Re: [PATCH v7 2/4] virtio_balloon: introduce migration primitives to balloon pages

2012-08-15 Thread Mel Gorman
On Wed, Aug 15, 2012 at 01:01:08PM +0300, Michael S. Tsirkin wrote:
> On Wed, Aug 15, 2012 at 10:48:39AM +0100, Mel Gorman wrote:
> > On Wed, Aug 15, 2012 at 12:25:28PM +0300, Michael S. Tsirkin wrote:
> > > On Wed, Aug 15, 2012 at 10:05:28AM +0100, Mel Gorman wrote:
> > > > On Tue, Aug 14, 2012 at 05:11:13PM -0300, Rafael Aquini wrote:
> > > > > On Tue, Aug 14, 2012 at 10:51:39PM +0300, Michael S. Tsirkin wrote:
> > > > > > What I think you should do is use rcu for access.
> > > > > > And here sync rcu before freeing.
> > > > > > Maybe an overkill but at least a documented synchronization
> > > > > > primitive, and it is very light weight.
> > > > > > 
> > > > > 
> > > > > I liked your suggestion on barriers, as well.
> > > > > 
> > > > 
> > > > I have not thought about this as deeply as I shouold but is simply 
> > > > rechecking
> > > > the mapping under the pages_lock to make sure the page is still a 
> > > > balloon
> > > > page an option? i.e. use pages_lock to stabilise page->mapping.
> > > 
> > > To clarify, are you concerned about cost of rcu_read_lock
> > > for non balloon pages?
> > > 
> > 
> > Not as such, but given the choice between introducing RCU locking and
> > rechecking page->mapping under a spinlock I would choose the latter as it
> > is more straight-forward.
> 
> OK but checking it how? page->mapping == balloon_mapping does not scale to
> multiple balloons,

I was thinking of exactly that page->mapping == balloon_mapping check.
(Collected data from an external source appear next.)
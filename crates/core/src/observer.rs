//! RunObserver trait: side-channel consumers of run lifecycle events.
//!
//! Observers see read-only snapshots of the Run. Nothing they return feeds
//! back into control flow; errors are logged by the caller and dropped.

use async_trait::async_trait;

use crate::error::ObserverError;
use crate::run::{ModelCallRecord, Run};
use crate::step::Step;

/// Lifecycle hooks. Every hook is optional.
#[async_trait]
pub trait RunObserver: Send + Sync {
    /// Name used when logging failures.
    fn name(&self) -> &str {
        "observer"
    }

    async fn on_run_started(&self, _run: &Run) -> Result<(), ObserverError> {
        Ok(())
    }

    async fn on_model_call_completed(&self, _run: &Run, _call: &ModelCallRecord) -> Result<(), ObserverError> {
        Ok(())
    }

    async fn on_step_completed(&self, _run: &Run, _step: &Step) -> Result<(), ObserverError> {
        Ok(())
    }

    async fn on_run_finished(&self, _run: &Run) -> Result<(), ObserverError> {
        Ok(())
    }
}

/// An observer that ignores everything.
#[derive(Debug, Clone, Copy, Default)]
pub struct NoopObserver;

#[async_trait]
impl RunObserver for NoopObserver {
    fn name(&self) -> &str {
        "noop"
    }
}
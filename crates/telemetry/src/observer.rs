//! Cost reporting observer.

use std::sync::Arc;

use async_trait::async_trait;
use tracing::{debug, info};

use stepwise_core::error::ObserverError;
use stepwise_core::observer::RunObserver;
use stepwise_core::run::{ModelCallRecord, Run};

use crate::cost::calculate_run_cost;
use crate::ledger::UsageLedger;

/// Feeds every model call into a [`UsageLedger`] and logs the run's cost
/// when it finishes.
pub struct CostObserver {
    ledger: Arc<UsageLedger>,
}

impl CostObserver {
    pub fn new(ledger: Arc<UsageLedger>) -> Self {
        Self { ledger }
    }

    pub fn ledger(&self) -> &Arc<UsageLedger> {
        &self.ledger
    }
}

#[async_trait]
impl RunObserver for CostObserver {
    fn name(&self) -> &str {
        "cost"
    }

    async fn on_model_call_completed(&self, run: &Run, call: &ModelCallRecord) -> Result<(), ObserverError> {
        let cost = self.ledger.record_call(call);
        debug!(
            run_id = %run.id(),
            step = call.step_index,
            attempt = call.attempt,
            success = call.success,
            cost_usd = cost,
            "Model call recorded"
        );
        Ok(())
    }

    async fn on_run_finished(&self, run: &Run) -> Result<(), ObserverError> {
        self.ledger.record_run_finished();
        let cost = calculate_run_cost(run, self.ledger.pricing());
        info!(
            run_id = %run.id(),
            model_calls = cost.successful_calls,
            failed_calls = cost.calls - cost.successful_calls,
            tokens = cost.total_tokens(),
            cost_usd = %format!("{:.4}", cost.cost_usd),
            "Run cost"
        );
        Ok(())
    }
}
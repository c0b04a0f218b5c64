//! Built-in actions for Stepwise.
//!
//! Actions give the agent the ability to interact with the world:
//! read/write files in a workspace, run allowlisted commands, and ask
//! the user. The `done` action from `stepwise-core` ends a run.

pub mod ask_user;
pub mod file_read;
pub mod file_write;
pub mod shell;
pub mod workspace;

use std::sync::Arc;
use std::time::Duration;

use stepwise_config::ToolsConfig;
use stepwise_core::action::{Action, ActionFormat, ActionRegistry, DoneAction};
use stepwise_core::error::RegistryError;

pub use ask_user::AskUserAction;
pub use file_read::ReadFileAction;
pub use file_write::WriteFileAction;
pub use shell::RunCommandAction;
pub use workspace::Workspace;

/// Every built-in action configured from `config`, in catalog order:
/// read-file, write-file, run-command, ask-user (when enabled), done.
pub fn default_actions(config: &ToolsConfig) -> Vec<Arc<dyn Action>> {
    let workspace = Workspace::new(&config.workspace_root);
    let mut actions: Vec<Arc<dyn Action>> = vec![
        Arc::new(ReadFileAction::new(workspace.clone())),
        Arc::new(WriteFileAction::new(workspace)),
        Arc::new(RunCommandAction::new(
            config.allowed_commands.clone(),
            &config.workspace_root,
            Duration::from_secs(config.command_timeout_secs),
        )),
    ];
    if config.enable_ask_user {
        actions.push(Arc::new(AskUserAction::stdio()));
    }
    actions.push(Arc::new(DoneAction::new()));
    actions
}

/// A registry holding [`default_actions`].
pub fn default_registry(
    config: &ToolsConfig,
    format: Arc<dyn ActionFormat>,
) -> Result<ActionRegistry, RegistryError> {
    ActionRegistry::with_actions(format, default_actions(config))
}
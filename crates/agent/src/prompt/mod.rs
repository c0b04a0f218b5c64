//! Prompt composition.
//!
//! A [`PromptComposer`] is an ordered list of [`PromptSection`] renderers.
//! Each section reads the current [`Run`] and the [`ActionRegistry`] and
//! produces at most one [`RenderedSection`]. Sections never mutate state, so
//! the same run snapshot always renders to the same prompt.

mod composer;
mod sections;

pub use composer::PromptComposer;
pub use sections::{AvailableActionsSection, FixedSection, RecentStepsSection, TaskSection};

use stepwise_core::action::ActionRegistry;
use stepwise_core::prompt::RenderedSection;
use stepwise_core::run::Run;

/// Read-only view a section renders from.
#[derive(Clone, Copy)]
pub struct PromptContext<'a> {
    pub run: &'a Run,
    pub registry: &'a ActionRegistry,
}

/// One part of the prompt.
pub trait PromptSection: Send + Sync {
    /// Render this section, or `None` to leave it out of the prompt.
    fn render(&self, ctx: &PromptContext<'_>) -> Option<RenderedSection>;
}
As I
do not know how many active balloon drivers there might be I cannot guess
in advance how much of a scalability problem it will be.

> so I hoped we can switch to
> page->mapping->flags & BALLOON_MAPPING or some such,
> but this means we dereference it outside the lock ...
> 

That also sounded like future stuff to me that would be justified with
profiling if necessary. Personally I would have started with the spinlock
and a simple check and moved to RCU later when either scalability was a
problem or it was found there was a need to stabilise whether a page was
a balloon page or not outside a spinlock.

This is not a NAK to the idea and I'm not objecting to RCU being used now
if that is what is really desired. I just suspect it's making the series
more complex than it needs to be right now.

-- 
Mel Gorman
SUSE Labs
--
To unsubscribe from this list: send the line "unsubscribe linux-kernel" in
the body of a message to majord...@vger.kernel.org
More majordomo info at  http://vger.kernel.org/majordomo-info.html
Please read the FAQ at  http://www.tux.org/lkml/


Re: [PATCH v7 2/4] virtio_balloon: introduce migration primitives to balloon pages

2012-08-15 Thread Michael S. Tsirkin
On Wed, Aug 15, 2012 at 10:48:39AM +0100, Mel Gorman wrote:
> On Wed, Aug 15, 2012 at 12:25:28PM +0300, Michael S. Tsirkin wrote:
> > On Wed, Aug 15, 2012 at 10:05:28AM +0100, Mel Gorman wrote:
> > > On Tue, Aug 14, 2012 at 05:11:13PM -0300, Rafael Aquini wrote:
> > > > On Tue, Aug 14, 2012 at 10:51:39PM +0300, Michael S. Tsirkin wrote:
> > > > > What I think you should do is use rcu for access.
> > > > > And here sync rcu before freeing.
> > > > > Maybe an overkill but at least a documented synchronization
> > > > > primitive, and it is very light weight.
> > > > > 
> > > > 
> > > > I liked your suggestion on barriers, as well.
> > > > 
> > > 
> > > I have not thought about this as deeply as I shouold but is simply 
> > > rechecking
> > > the mapping under the pages_lock to make sure the page is still a balloon
> > > page an option? i.e. use pages_lock to stabilise page->mapping.
> > 
> > To clarify, are you concerned about cost of rcu_read_lock
> > for non balloon pages?
> > 
> 
> Not as such, but given the choice between introducing RCU locking and
> rechecking page->mapping under a spinlock I would choose the latter as it
> is more straight-forward.

OK but checking it how? page->mapping == balloon_mapping does not scale to
multiple balloons, so I hoped we can switch to
page->mapping->flags & BALLOON_MAPPING or some such,
but this means we dereference it outside the lock ...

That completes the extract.